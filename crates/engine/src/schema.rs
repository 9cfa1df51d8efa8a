//! Workflow-level payload schema validation (spec §4.5 step 3: "If a
//! schema validator is configured, run it; failures go to the DLQ
//! pathway").
//!
//! `hermod_model::SchemaPolicy` carries a dialect name plus an opaque
//! schema document; a full JSON Schema/Avro evaluator is out of this
//! core's scope (spec §1 names the transformation expression evaluator
//! as the one black-box service, and schema validation is the same
//! shape of problem). What's implemented here is the structural subset
//! every dialect needs in common: required top-level fields and their
//! primitive type, enough to exercise the DLQ pathway the spec
//! describes without pulling in a schema-language dependency the rest
//! of the workspace doesn't otherwise need.

use hermod_core::Value;
use hermod_model::SchemaPolicy;
use serde_json::Value as JsonValue;

/// Why a message failed schema validation, for the DLQ write and logs.
#[derive(Debug, Clone, thiserror::Error)]
#[error("schema validation failed: {0}")]
pub struct SchemaViolation(pub String);

/// Validates message payloads against a workflow's configured
/// [`SchemaPolicy`].
pub struct SchemaValidator {
    required: Vec<(String, ExpectedType)>,
}

#[derive(Debug, Clone, Copy, PartialEq, Eq)]
enum ExpectedType {
    String,
    Number,
    Bool,
    Object,
    Array,
    Any,
}

impl ExpectedType {
    fn parse(raw: &str) -> Self {
        match raw {
            "string" => Self::String,
            "number" | "integer" => Self::Number,
            "boolean" => Self::Bool,
            "object" => Self::Object,
            "array" => Self::Array,
            _ => Self::Any,
        }
    }

    fn matches(self, value: &Value) -> bool {
        match self {
            Self::String => matches!(value, Value::String(_)),
            Self::Number => matches!(value, Value::I64(_) | Value::F64(_)),
            Self::Bool => matches!(value, Value::Bool(_)),
            Self::Object => matches!(value, Value::Map(_)),
            Self::Array => matches!(value, Value::List(_)),
            Self::Any => true,
        }
    }
}

impl SchemaValidator {
    /// Build a validator from a workflow's schema policy. Only the
    /// `json_schema`-shaped `{"required": [...], "properties": {field:
    /// {"type": "..."}}}` document is honored; other dialects (e.g.
    /// `"avro"`) validate everything as `Any`, since parsing their
    /// documents is adapter territory this core doesn't own.
    #[must_use]
    pub fn new(policy: &SchemaPolicy) -> Self {
        let mut required = Vec::new();
        if policy.schema_type == "json_schema" {
            if let JsonValue::Object(root) = &policy.schema {
                let required_fields: Vec<String> = root
                    .get("required")
                    .and_then(JsonValue::as_array)
                    .map(|arr| arr.iter().filter_map(|v| v.as_str().map(str::to_owned)).collect())
                    .unwrap_or_default();
                let properties = root.get("properties").and_then(JsonValue::as_object);
                for field in required_fields {
                    let expected = properties
                        .and_then(|props| props.get(&field))
                        .and_then(|prop| prop.get("type"))
                        .and_then(JsonValue::as_str)
                        .map_or(ExpectedType::Any, ExpectedType::parse);
                    required.push((field, expected));
                }
            }
        }
        Self { required }
    }

    /// Validate `data` against the configured required fields and
    /// types.
    ///
    /// # Errors
    ///
    /// Returns the first missing or mistyped field found.
    pub fn validate(&self, data: &Value) -> Result<(), SchemaViolation> {
        for (field, expected) in &self.required {
            match data.get_path(field) {
                None => return Err(SchemaViolation(format!("missing required field: {field}"))),
                Some(value) if !expected.matches(value) => {
                    return Err(SchemaViolation(format!("field {field} has the wrong type")));
                }
                Some(_) => {}
            }
        }
        Ok(())
    }
}

#[cfg(test)]
mod tests {
    use super::*;
    use serde_json::json;
    use std::collections::BTreeMap;

    fn policy(schema: JsonValue) -> SchemaPolicy {
        SchemaPolicy { schema, schema_type: "json_schema".to_string() }
    }

    #[test]
    fn missing_required_field_fails() {
        let validator = SchemaValidator::new(&policy(json!({
            "required": ["amount"],
            "properties": {"amount": {"type": "number"}}
        })));
        assert!(validator.validate(&Value::Map(BTreeMap::new())).is_err());
    }

    #[test]
    fn present_and_correctly_typed_field_passes() {
        let validator = SchemaValidator::new(&policy(json!({
            "required": ["amount"],
            "properties": {"amount": {"type": "number"}}
        })));
        let mut map = BTreeMap::new();
        map.insert("amount".to_string(), Value::I64(5));
        assert!(validator.validate(&Value::Map(map)).is_ok());
    }

    #[test]
    fn wrong_type_fails() {
        let validator = SchemaValidator::new(&policy(json!({
            "required": ["amount"],
            "properties": {"amount": {"type": "number"}}
        })));
        let mut map = BTreeMap::new();
        map.insert("amount".to_string(), Value::String("not a number".into()));
        assert!(validator.validate(&Value::Map(map)).is_err());
    }

    #[test]
    fn non_json_schema_dialect_validates_everything() {
        let validator = SchemaValidator::new(&policy(json!({"type": "record"})));
        assert!(validator.validate(&Value::Null).is_ok());
    }
}
use crate::error::AdapterError;
use async_trait::async_trait;
use hermod_message::Message;
use std::collections::BTreeMap;
use std::sync::Arc;

/// A source that persists driver-opaque state (CDC offsets, cursor
/// positions) across restarts (spec §6 "Source adapter capability set").
pub trait Stateful: Send + Sync {
    /// Snapshot the adapter's current state for checkpointing.
    fn get_state(&self) -> BTreeMap<String, String>;
    /// Restore state previously returned by [`Stateful::get_state`].
    fn set_state(&self, state: BTreeMap<String, String>);
}

/// An adapter that can enumerate the databases/tables it has access to.
#[async_trait]
pub trait Discoverer: Send + Sync {
    /// List databases (or schemas) visible to this adapter.
    async fn databases(&self) -> Result<Vec<String>, AdapterError>;
    /// List tables within `database`.
    async fn tables(&self, database: &str) -> Result<Vec<String>, AdapterError>;
}

/// An adapter that can return a bounded preview of a table's rows.
#[async_trait]
pub trait Sampler: Send + Sync {
    /// Return up to `limit` sample messages from `table`.
    async fn sample(&self, table: &str, limit: usize) -> Result<Vec<Message>, AdapterError>;
}

/// A source that can report readiness independent of `ping` (e.g. a
/// consumer group has finished rebalancing).
#[async_trait]
pub trait ReadyChecker: Send + Sync {
    /// Returns `true` once the adapter is ready to be read from.
    async fn is_ready(&self) -> bool;
}

/// A source that supports a one-shot full-table snapshot ahead of
/// incremental reads.
#[async_trait]
pub trait Snapshottable: Send + Sync {
    /// Request a snapshot of `tables`, to be interleaved with or
    /// completed before incremental `read` calls resume.
    async fn snapshot(&self, tables: &[String]) -> Result<(), AdapterError>;
}

/// An adapter that accepts an external log sink instead of, or in
/// addition to, the process-wide `tracing` subscriber.
pub trait Loggable: Send + Sync {
    /// Install `logger` as the adapter's destination for driver-level
    /// diagnostics.
    fn set_logger(&self, logger: Arc<dyn Fn(&str) + Send + Sync>);
}

/// A sink that can return a bounded preview of what it has written.
#[async_trait]
pub trait Browser: Send + Sync {
    /// Return up to `limit` of the most recently written messages.
    async fn browse(&self, limit: usize) -> Result<Vec<Message>, AdapterError>;
}

/// A named byte-stream compressor an adapter can be configured with
/// (spec §6 "Compressible (SetCompressor)").
#[derive(Debug, Clone, Copy, PartialEq, Eq)]
pub enum CompressorKind {
    /// No compression.
    None,
    /// gzip.
    Gzip,
    /// zstd.
    Zstd,
}

/// A sink whose wire encoding can be compressed.
pub trait Compressible: Send + Sync {
    /// Select the compressor used for subsequent writes.
    fn set_compressor(&self, compressor: CompressorKind);
}

/// A sink that can deduplicate writes by an idempotency key.
pub trait Idempotent: Send + Sync {
    /// Enable or disable idempotency checks.
    fn enable_idempotency(&self, enabled: bool);
    /// Install the template used to derive an idempotency key from a
    /// message (spec §6 "SetIdempotencyKeyTemplate").
    fn set_idempotency_key_template(&self, template: String);
}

--------------------

§ **What needs to be done**
From the records above, count how many lines hold the string "messages", then give only that number.

§ **Reply**
2